> **What to produce**:
Reproduce exactly the lines below, starting with the line that contains "use crate::config::Config;" and ending with the last line of the records, both included, and nothing else.

(Records from a data source)

-- Opening Marker --

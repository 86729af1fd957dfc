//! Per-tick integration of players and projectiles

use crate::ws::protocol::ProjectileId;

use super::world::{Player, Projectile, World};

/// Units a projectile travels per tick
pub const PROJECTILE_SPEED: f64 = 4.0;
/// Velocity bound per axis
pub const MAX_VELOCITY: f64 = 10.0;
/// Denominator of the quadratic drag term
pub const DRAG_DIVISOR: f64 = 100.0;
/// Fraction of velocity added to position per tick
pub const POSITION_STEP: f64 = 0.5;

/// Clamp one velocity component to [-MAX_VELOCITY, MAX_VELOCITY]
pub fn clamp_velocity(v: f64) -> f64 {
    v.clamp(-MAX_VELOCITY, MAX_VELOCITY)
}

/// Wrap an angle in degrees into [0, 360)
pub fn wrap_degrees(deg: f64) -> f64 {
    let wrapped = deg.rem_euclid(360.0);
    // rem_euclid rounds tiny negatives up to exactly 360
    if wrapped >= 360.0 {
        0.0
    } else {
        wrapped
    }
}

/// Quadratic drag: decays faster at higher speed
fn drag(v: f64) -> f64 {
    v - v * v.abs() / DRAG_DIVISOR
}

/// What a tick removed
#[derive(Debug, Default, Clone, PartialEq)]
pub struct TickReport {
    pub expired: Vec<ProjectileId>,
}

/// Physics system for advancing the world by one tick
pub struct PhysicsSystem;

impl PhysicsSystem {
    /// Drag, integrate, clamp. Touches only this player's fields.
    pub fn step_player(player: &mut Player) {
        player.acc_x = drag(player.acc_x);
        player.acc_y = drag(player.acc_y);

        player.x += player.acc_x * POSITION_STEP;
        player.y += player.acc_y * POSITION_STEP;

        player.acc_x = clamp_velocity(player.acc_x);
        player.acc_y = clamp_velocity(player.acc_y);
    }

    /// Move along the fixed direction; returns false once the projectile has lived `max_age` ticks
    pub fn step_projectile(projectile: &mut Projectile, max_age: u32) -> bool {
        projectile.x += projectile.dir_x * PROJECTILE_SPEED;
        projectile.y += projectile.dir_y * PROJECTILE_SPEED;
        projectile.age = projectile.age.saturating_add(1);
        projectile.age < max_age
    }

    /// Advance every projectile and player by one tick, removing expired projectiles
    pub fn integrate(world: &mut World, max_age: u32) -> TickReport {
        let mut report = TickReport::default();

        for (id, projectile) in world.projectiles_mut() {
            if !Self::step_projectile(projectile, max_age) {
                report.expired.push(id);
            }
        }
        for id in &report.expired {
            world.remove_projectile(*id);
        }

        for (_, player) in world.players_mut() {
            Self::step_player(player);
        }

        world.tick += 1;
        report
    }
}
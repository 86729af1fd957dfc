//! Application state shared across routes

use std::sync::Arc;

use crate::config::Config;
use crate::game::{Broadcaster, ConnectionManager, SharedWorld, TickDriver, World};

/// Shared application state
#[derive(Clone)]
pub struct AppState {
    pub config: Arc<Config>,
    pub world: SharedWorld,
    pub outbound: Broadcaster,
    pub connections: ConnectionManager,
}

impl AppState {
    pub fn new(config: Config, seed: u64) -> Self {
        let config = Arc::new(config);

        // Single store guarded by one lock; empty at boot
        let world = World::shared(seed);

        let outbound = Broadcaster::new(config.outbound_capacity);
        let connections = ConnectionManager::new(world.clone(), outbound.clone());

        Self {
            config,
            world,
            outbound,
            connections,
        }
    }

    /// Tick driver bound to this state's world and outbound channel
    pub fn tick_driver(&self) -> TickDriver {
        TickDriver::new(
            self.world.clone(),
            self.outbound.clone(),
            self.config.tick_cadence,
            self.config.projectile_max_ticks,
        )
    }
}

-- Closing Marker --

> **Exercise result**:
use crate::config::Config;
use crate::game::{Broadcaster, ConnectionManager, SharedWorld, TickDriver, World};

/// Shared application state
#[derive(Clone)]
pub struct AppState {
    pub config: Arc<Config>,
    pub world: SharedWorld,
    pub outbound: Broadcaster,
    pub connections: ConnectionManager,
}

impl AppState {
    pub fn new(config: Config, seed: u64) -> Self {
        let config = Arc::new(config);

        // Single store guarded by one lock; empty at boot
        let world = World::shared(seed);

        let outbound = Broadcaster::new(config.outbound_capacity);
        let connections = ConnectionManager::new(world.clone(), outbound.clone());

        Self {
            config,
            world,
            outbound,
            connections,
        }
    }

    /// Tick driver bound to this state's world and outbound channel
    pub fn tick_driver(&self) -> TickDriver {
        TickDriver::new(
            self.world.clone(),
            self.outbound.clone(),
            self.config.tick_cadence,
            self.config.projectile_max_ticks,
        )
    }
}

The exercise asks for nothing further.